Undefined and unelaborated, the expression “proof beyond a reasonable doubt” requires, and is (I believe) understood to require, that the jury be certain of the defendants’ guilt, with this proviso: complete certainty — the certainty of such propositions as that cats do not grow on trees and that I have never set foot on Mars — is never attainable with respect to the question whether a criminal defendant is guilty of the crime for which he is being tried, and the jury should set aside doubts that it would be unreasonable to entertain given the practical limitations on attaining certainty in the trial setting. When, however, judges and juries are asked to translate the requisite confidence into percentage terms or betting odds, they sometimes come up with ridiculously low figures — in one survey, as low as 76 percent, see United States v. Fatico, 458 F.Supp. 388, 410 (E.D.N.Y.1978); in another, as low as 50 percent, see McCauliff, Burdens of Proof: Degrees of Belief, Quanta of Evidence, or Constitutional Guarantees?, 35 Vand.L. Rev. 1293, 1325 (1982) (tab. 2). The higher of these two figures implies that, in the absence of screening by the prosecutor’s office, of every 100 defendants who were convicted 24 (on average) might well be innocent. The assumption of no screening is important. See Branion v. Gramly, 855 F.2d 1256, 1263 n. 5 (7th Cir.1988). If the prosecutor screened so meticulously that no innocent person was ever prosecuted, then no innocent persons would be convicted no matter how low the standard of proof. The principal significance of the requirement of proving guilt beyond a reasonable doubt comes in cases where, because the screening has been careless or the prosecutor is improperly motivated, an innocent person has been indicted (the grand jury is no real screen). Unfortunately there are such cases — and we don’t want a quarter of them to end in conviction.

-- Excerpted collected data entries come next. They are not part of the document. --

use std::path::Path;

use anyhow::{Context, Result};
use serde::{Deserialize, Serialize};

use crate::error::CoreError;

/// Complete configuration for one screening run.
///
/// Serializable to TOML. Every field has a sane default, so an empty file is
/// a valid configuration.
///
/// # Example
/// ```
/// use mv_core::config::ScreeningConfig;
/// let config = ScreeningConfig::default();
/// assert_eq!(config.scorer.frame_length, 2048);
/// assert_eq!(config.loader.target_rate(), Some(22050));
/// ```
#[derive(Clone, Debug, Default, Deserialize, Serialize, PartialEq)]
pub struct ScreeningConfig {
    /// Energy framing and score weights.
    pub scorer: ScorerConfig,
    /// Onset envelope and tempo estimation.
    pub tempo: TempoConfig,
    /// Decoding options.
    pub loader: LoaderConfig,
    /// Presentation options.
    pub report: ReportConfig,
}

/// Parameters of the voice feature scorer.
///
/// # Example
/// ```
/// use mv_core::config::ScorerConfig;
/// let scorer = ScorerConfig::default();
/// assert!((scorer.overlap() - 0.75).abs() < f32::EPSILON);
/// ```
#[derive(Clone, Debug, Deserialize, Serialize, PartialEq)]
pub struct ScorerConfig {
    /// Analysis window in samples.
    pub frame_length: usize,
    /// Hop between consecutive windows in samples.
    pub hop_length: usize,
    /// Pause threshold as a fraction of the median frame energy.
    pub pause_threshold_ratio: f32,
    /// Substitute for a non-positive median energy.
    pub energy_floor: f32,
    /// Score penalty per unit of pause ratio.
    pub pause_weight: f32,
    /// Reference speaking tempo in BPM.
    pub tempo_baseline_bpm: f32,
    /// Score penalty per BPM away from the baseline.
    pub tempo_weight: f32,
    /// Clips shorter than this are reported as too short to analyze.
    pub min_duration_secs: f32,
}

impl Default for ScorerConfig {
    fn default() -> Self {
        Self {
            frame_length: 2048,
            hop_length: 512,
            pause_threshold_ratio: 0.2,
            energy_floor: 1e-6,
            pause_weight: 40.0,
            tempo_baseline_bpm: 100.0,
            tempo_weight: 0.3,
            min_duration_secs: 1.0,
        }
    }
}

impl ScorerConfig {
    /// Fraction of each window shared with the next one.
    #[must_use]
    pub fn overlap(&self) -> f32 {
        if self.frame_length == 0 {
            return 0.0;
        }
        1.0 - self.hop_length as f32 / self.frame_length as f32
    }

    /// Hop length giving the requested `overlap` for the current window.
    #[must_use]
    pub fn hop_for_overlap(&self, overlap: f32) -> usize {
        let overlap = overlap.clamp(0.0, 0.95);
        ((self.frame_length as f32 * (1.0 - overlap)).round() as usize).max(1)
    }
}

/// Parameters of the onset-strength tempo estimator.
#[derive(Clone, Debug, Deserialize, Serialize, PartialEq)]
pub struct TempoConfig {
    /// Number of mel bands in the onset spectrogram.
    pub n_mels: usize,
    /// Centre of the log-normal tempo prior.
    pub start_bpm: f32,
    /// Width of the prior, in octaves.
    pub std_bpm: f32,
    /// Tempi at or above this are never reported.
    pub max_tempo: f32,
    /// Longest autocorrelation lag, in seconds.
    pub ac_size_secs: f32,
}

impl Default for TempoConfig {
    fn default() -> Self {
        Self {
            n_mels: 128,
            start_bpm: 120.0,
            std_bpm: 1.0,
            max_tempo: 320.0,
            ac_size_secs: 8.0,
        }
    }
}

/// Decoding options.
#[derive(Clone, Debug, Deserialize, Serialize, PartialEq)]
pub struct LoaderConfig {
    /// Rate every upload is resampled to. 0 keeps the native rate.
    pub target_sample_rate: u32,
}

impl Default for LoaderConfig {
    fn default() -> Self {
        Self {
            target_sample_rate: 22050,
        }
    }
}

impl LoaderConfig {
    /// Target rate, or `None` to keep whatever the file carries.
    #[must_use]
    pub fn target_rate(&self) -> Option<u32> {
        (self.target_sample_rate > 0).then_some(self.target_sample_rate)
    }
}

/// Presentation options.
#[derive(Clone, Debug, Deserialize, Serialize, PartialEq)]
pub struct ReportConfig {
    /// Lowest score shown as healthy.
    pub healthy_min: u8,
    /// Lowest score shown as mild slowing.
    pub mild_min: u8,
    /// Draw the energy profile chart.
    pub show_plot: bool,
    /// Chart height in terminal rows.
    pub plot_height: u16,
    /// Print the screening disclaimer under the report.
    pub show_disclaimer: bool,
}

impl Default for ReportConfig {
    fn default() -> Self {
        Self {
            healthy_min: 75,
            mild_min: 50,
            show_plot: true,
            plot_height: 12,
            show_disclaimer: true,
        }
    }
}

impl ScreeningConfig {
    /// Clamp all numeric fields to their valid ranges.
    /// Called after TOML deserialization to prevent out-of-range values.
    pub fn clamp_all(&mut self) {
        let s = &mut self.scorer;
        s.frame_length = s.frame_length.clamp(64, 16384);
        s.hop_length = s.hop_length.clamp(1, s.frame_length);
        s.pause_threshold_ratio = s.pause_threshold_ratio.clamp(0.0, 1.0);
        s.energy_floor = s.energy_floor.clamp(1e-12, 1e-2);
        s.pause_weight = s.pause_weight.clamp(0.0, 100.0);
        s.tempo_baseline_bpm = s.tempo_baseline_bpm.clamp(30.0, 300.0);
        s.tempo_weight = s.tempo_weight.clamp(0.0, 10.0);
        s.min_duration_secs = s.min_duration_secs.clamp(0.0, 60.0);

        let t = &mut self.tempo;
        t.n_mels = t.n_mels.clamp(8, 256);
        t.start_bpm = t.start_bpm.clamp(30.0, 300.0);
        t.std_bpm = t.std_bpm.clamp(0.1, 4.0);
        t.max_tempo = t.max_tempo.clamp(60.0, 640.0);
        t.ac_size_secs = t.ac_size_secs.clamp(1.0, 30.0);

        if self.loader.target_sample_rate != 0 {
            self.loader.target_sample_rate = self.loader.target_sample_rate.clamp(4000, 192_000);
        }

        self.report.healthy_min = self.report.healthy_min.min(100);
        self.report.plot_height = self.report.plot_height.clamp(4, 40);
    }

    /// Check cross-field constraints that clamping cannot repair.
    ///
    /// # Errors
    /// Returns [`CoreError::Config`] if the band thresholds are inverted.
    pub fn validate(&self) -> Result<(), CoreError> {
        if self.report.mild_min > self.report.healthy_min {
            return Err(CoreError::Config(format!(
                "mild_min ({}) doit être ≤ healthy_min ({})",
                self.report.mild_min, self.report.healthy_min
            )));
        }
        Ok(())
    }
}

/// Structure TOML intermédiaire pour désérialisation avec valeurs optionnelles.
#[derive(Deserialize)]
struct ConfigFile {
    scorer: Option<ScorerSection>,
    tempo: Option<TempoSection>,
    loader: Option<LoaderSection>,
    report: Option<ReportSection>,
}

/// Scorer section of the TOML config, all fields optional for partial override.
#[derive(Deserialize)]
struct ScorerSection {
    frame_length: Option<usize>,
    hop_length: Option<usize>,
    overlap: Option<f32>,
    pause_threshold_ratio: Option<f32>,
    energy_floor: Option<f32>,
    pause_weight: Option<f32>,
    tempo_baseline_bpm: Option<f32>,
    tempo_weight: Option<f32>,
    min_duration_secs: Option<f32>,
}

#[derive(Deserialize)]
struct TempoSection {
    n_mels: Option<usize>,
    start_bpm: Option<f32>,
    std_bpm: Option<f32>,
    max_tempo: Option<f32>,
    ac_size_secs: Option<f32>,
}

#[derive(Deserialize)]
struct LoaderSection {
    target_sample_rate: Option<u32>,
}

#[derive(Deserialize)]
struct ReportSection {
    healthy_min: Option<u8>,
    mild_min: Option<u8>,
    show_plot: Option<bool>,
    plot_height: Option<u16>,
    show_disclaimer: Option<bool>,
}

/// Charge un fichier TOML et fusionne avec les valeurs par défaut.
///
/// # Errors
/// Returns an error if the file is missing, cannot be parsed, or carries
/// inconsistent band thresholds.
///
/// # Example
/// ```no_run
/// use mv_core::config::load_config;
/// use std::path::Path;
/// let config = load_config(Path::new("config/default.toml")).unwrap();
/// ```
pub fn load_config(path: &Path) -> Result<ScreeningConfig> {
    if !path.exists() {
        return Err(CoreError::FileNotFound {
            path: path.display().to_string(),
        }
        .into());
    }
    let content = std::fs::read_to_string(path)
        .with_context(|| format!("Impossible de lire {}", path.display()))?;
    log::info!("Config chargée : {}", path.display());
    parse_config(&content).with_context(|| format!("Config invalide dans {}", path.display()))
}

/// Parse TOML text into a clamped, validated configuration.
///
/// # Errors
/// Returns an error on malformed TOML or inverted band thresholds.
///
/// # Example
/// ```
/// use mv_core::config::parse_config;
/// let config = parse_config("[scorer]\noverlap = 0.5\n").unwrap();
/// assert_eq!(config.scorer.hop_length, 1024);
/// ```
pub fn parse_config(content: &str) -> Result<ScreeningConfig> {
    let file: ConfigFile = toml::from_str(content).context("Erreur de parsing TOML")?;

    let mut config = ScreeningConfig::default();

    if let Some(s) = file.scorer {
        let c = &mut config.scorer;
        if let Some(v) = s.frame_length {
            c.frame_length = v;
        }
        if let Some(v) = s.hop_length {
            c.hop_length = v;
            if s.overlap.is_some() {
                log::warn!("hop_length et overlap tous deux fournis, overlap ignoré.");
            }
        } else if let Some(v) = s.overlap {
            c.hop_length = c.hop_for_overlap(v);
        }
        if let Some(v) = s.pause_threshold_ratio {
            c.pause_threshold_ratio = v;
        }
        if let Some(v) = s.energy_floor {
            c.energy_floor = v;
        }
        if let Some(v) = s.pause_weight {
            c.pause_weight = v;
        }
        if let Some(v) = s.tempo_baseline_bpm {
            c.tempo_baseline_bpm = v;
        }
        if let Some(v) = s.tempo_weight {
            c.tempo_weight = v;
        }
        if let Some(v) = s.min_duration_secs {
            c.min_duration_secs = v;
        }
    }

    if let Some(t) = file.tempo {
        let c = &mut config.tempo;
        if let Some(v) = t.n_mels {
            c.n_mels = v;
        }
        if let Some(v) = t.start_bpm {
            c.start_bpm = v;
        }
        if let Some(v) = t.std_bpm {
            c.std_bpm = v;
        }
        if let Some(v) = t.max_tempo {
            c.max_tempo = v;
        }
        if let Some(v) = t.ac_size_secs {
            c.ac_size_secs = v;
        }
    }

    if let Some(v) = file.loader.and_then(|l| l.target_sample_rate) {
        config.loader.target_sample_rate = v;
    }

    if let Some(r) = file.report {
        let c = &mut config.report;
        if let Some(v) = r.healthy_min {
            c.healthy_min = v;
        }
        if let Some(v) = r.mild_min {
            c.mild_min = v;
        }
        if let Some(v) = r.show_plot {
            c.show_plot = v;
        }
        if let Some(v) = r.plot_height {
            c.plot_height = v;
        }
        if let Some(v) = r.show_disclaimer {
            c.show_disclaimer = v;
        }
    }

    config.clamp_all();
    config.validate()?;
    Ok(config)
}

#[cfg(test)]
mod tests {
    use super::*;

    #[test]
    fn shipped_config_matches_defaults() {
        let config = parse_config(include_str!("../../../config/default.toml")).unwrap();
        assert_eq!(config, ScreeningConfig::default());
    }

    #[test]
    fn empty_file_gives_defaults() {
        let config = parse_config("").unwrap();
        assert_eq!(config, ScreeningConfig::default());
    }

    #[test]
    fn partial_override_keeps_other_defaults() {
        let config = parse_config(
            "[scorer]\npause_weight = 25.0\n\n[report]\nshow_plot = false\n",
        )
        .unwrap();
        assert!((config.scorer.pause_weight - 25.0).abs() < f32::EPSILON);
        assert_eq!(config.scorer.frame_length, 2048);
        assert!(!config.report.show_plot);
        assert_eq!(config.report.healthy_min, 75);
    }

    #[test]
    fn hop_length_wins_over_overlap() {
        let config = parse_config("[scorer]\nhop_length = 256\noverlap = 0.5\n").unwrap();
        assert_eq!(config.scorer.hop_length, 256);
    }

    #[test]
    fn overlap_uses_configured_frame_length() {
        let config = parse_config("[scorer]\nframe_length = 1024\noverlap = 0.75\n").unwrap();
        assert_eq!(config.scorer.hop_length, 256);
    }

    #[test]
    fn out_of_range_values_are_clamped() {
        let config = parse_config(
            "[scorer]\nframe_length = 1\nhop_length = 99999\npause_threshold_ratio = 3.0\n\n[loader]\ntarget_sample_rate = 10\n",
        )
        .unwrap();
        assert_eq!(config.scorer.frame_length, 64);
        assert_eq!(config.scorer.hop_length, 64);
        assert!((config.scorer.pause_threshold_ratio - 1.0).abs() < f32::EPSILON);
        assert_eq!(config.loader.target_rate(), Some(4000));
    }

    #[test]
    fn zero_target_rate_keeps_native() {
        let config = parse_config("[loader]\ntarget_sample_rate = 0\n").unwrap();
        assert_eq!(config.loader.target_rate(), None);
    }

    #[test]
    fn inverted_bands_are_rejected() {
        let err = parse_config("[report]\nhealthy_min = 40\nmild_min = 60\n").unwrap_err();
        assert!(err.to_string().contains("mild_min") || format!("{err:#}").contains("mild_min"));
    }

    #[test]
    fn malformed_toml_is_an_error() {
        assert!(parse_config("[scorer\nframe_length = ").is_err());
    }

    #[test]
    fn missing_file_is_reported() {
        let err = load_config(Path::new("does/not/exist.toml")).unwrap_err();
        assert!(matches!(
            err.downcast_ref::<CoreError>(),
            Some(CoreError::FileNotFound { .. })
        ));
    }
}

Numerical estimates of probability are helpful in investments, gambling, scientific research, and many other activities but are not likely to be helpful in the setting of jury deliberations. No objective probability of a defendant’s guilt can be estimated other than in the rare case that turns entirely on evidence whose accuracy can be rigorously expressed in statistical terms (e.g., fingerprints and paternity tests). In other cases the jury’s subjective estimate would float free of check and context. It is one thing to tell jurors to set aside unreasonable doubts, another to tell them to determine whether the probability that the defendant is guilty is more than 75, or 95, or 99 percent.
If judges are not going to tell juries to attach a percentage figure to proof beyond a reasonable doubt, and if attempts at ver*1045bal elaboration of reasonable doubt are likely to yield barren tautologies, it makes practical sense not to instruct the jury at all on the meaning of proof beyond a reasonable doubt. I therefore agree with Judge Kanne’s admonition to the district judges.